Next week, a subcommittee of the US House Intelligence Committee will hear from two Pentagon officials about UFO sightings. The hearing follows last summer's release of a Pentagon report meant to contain "a detailed analysis of unidentified aerial phenomena data and intelligence" but was really just nine pages of not much at all. In the hot seat for next week's hearing—Congress's first open session on the UFO "problem" since 1970— are Ronald S. Moultrie, under secretary of defense for intelligence and security, and Scott W. Bray, deputy director of naval intelligence. From the New York Times:
"The federal government and intelligence community have a critical role to play in contextualizing and analyzing reports," said Representative Adam B. Schiff, the California Democrat who is chairman of the House Intelligence Committee. He said the purpose of the hearing was to illuminate "one of the great mysteries of our time and to break the cycle of excessive secrecy and speculation with truth and transparency."

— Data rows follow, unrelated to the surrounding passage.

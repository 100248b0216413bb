/// CRA prescribed RRIF minimum withdrawal factors, ages 55 through 94.
/// Ages 95 and over use [`RRIF_MIN_95_PLUS`].
const RRIF_MIN_TABLE: [(u32, f64); 40] = [
    (55, 0.0286),
    (56, 0.0294),
    (57, 0.0303),
    (58, 0.0313),
    (59, 0.0323),
    (60, 0.0333),
    (61, 0.0345),
    (62, 0.0357),
    (63, 0.0370),
    (64, 0.0385),
    (65, 0.0400),
    (66, 0.0417),
    (67, 0.0435),
    (68, 0.0455),
    (69, 0.0476),
    (70, 0.0500),
    (71, 0.0528),
    (72, 0.0540),
    (73, 0.0553),
    (74, 0.0567),
    (75, 0.0582),
    (76, 0.0598),
    (77, 0.0617),
    (78, 0.0636),
    (79, 0.0658),
    (80, 0.0682),
    (81, 0.0708),
    (82, 0.0738),
    (83, 0.0771),
    (84, 0.0808),
    (85, 0.0851),
    (86, 0.0899),
    (87, 0.0955),
    (88, 0.1021),
    (89, 0.1099),
    (90, 0.1192),
    (91, 0.1306),
    (92, 0.1449),
    (93, 0.1634),
    (94, 0.1879),
];

pub const RRIF_MIN_95_PLUS: f64 = 0.20;

pub const RRIF_CONVERSION_AGE: u32 = 71;

/// Minimum fraction of the January 1 RRIF balance that must be paid out.
pub fn rrif_min_pct(age: u32) -> f64 {
    if age >= 95 {
        return RRIF_MIN_95_PLUS;
    }
    if age < 55 {
        // Below the table CRA uses 1 / (90 - age).
        return 1.0 / (90 - age) as f64;
    }
    RRIF_MIN_TABLE[(age - 55) as usize].1
}

pub fn rrif_minimum(age: u32, rrif_balance: f64) -> f64 {
    rrif_min_pct(age) * rrif_balance.max(0.0)
}

/// Whether RRSP savings are converted at the start of the year at `age`.
pub fn rrsp_converts(age: u32, early_conversion_age: Option<u32>) -> bool {
    age >= RRIF_CONVERSION_AGE || early_conversion_age.is_some_and(|early| age >= early)
}

#[cfg(test)]
mod tests {
    use super::*;

    #[test]
    fn table_is_contiguous_from_55() {
        for (idx, (age, _)) in RRIF_MIN_TABLE.iter().enumerate() {
            assert_eq!(*age, 55 + idx as u32);
        }
    }

    #[test]
    fn pre_71_factors_follow_cra_formula() {
        for age in 55..71 {
            let formula = 1.0 / (90 - age) as f64;
            assert!((rrif_min_pct(age) - formula).abs() < 6e-5, "age {age}");
        }
    }

    #[test]
    fn known_regulatory_points() {
        assert_eq!(rrif_min_pct(65), 0.04);
        assert_eq!(rrif_min_pct(71), 0.0528);
        assert_eq!(rrif_min_pct(72), 0.0540);
        assert_eq!(rrif_min_pct(95), 0.20);
        assert_eq!(rrif_min_pct(103), 0.20);
        assert!((rrif_minimum(65, 250_000.0) - 10_000.0).abs() < 1e-9);
    }

    #[test]
    fn factors_never_decrease_with_age() {
        let mut prev = 0.0;
        for age in 50..100 {
            let pct = rrif_min_pct(age);
            assert!(pct >= prev, "age {age}");
            prev = pct;
        }
    }

    #[test]
    fn rrsp_conversion_age_and_early_override() {
        assert!(!rrsp_converts(70, None));
        assert!(rrsp_converts(71, None));
        assert!(rrsp_converts(65, Some(65)));
        assert!(!rrsp_converts(64, Some(65)));
    }
}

The report delivered to Congress last June was done by the intelligence community along with the Pentagon's Unidentified Aerial Phenomenon Task Force, which the Pentagon replaced in November with a new office, the Airborne Object Identification and Management Synchronization Group. The group's job is to "detect, identify and attribute objects of interest in Special Use Airspace and to assess and mitigate any associated threats to safety of flight and national security."
Mr. Moultrie oversees that new group, which will be a focus of the upcoming hearings[…]
In recent years, intelligence reports and statements by officials have cited concerns about a national security threat from U.F.O.s through advanced technology hinted at by reports from pilots of, for example, vehicles traveling at extreme speeds without visible means of propulsion.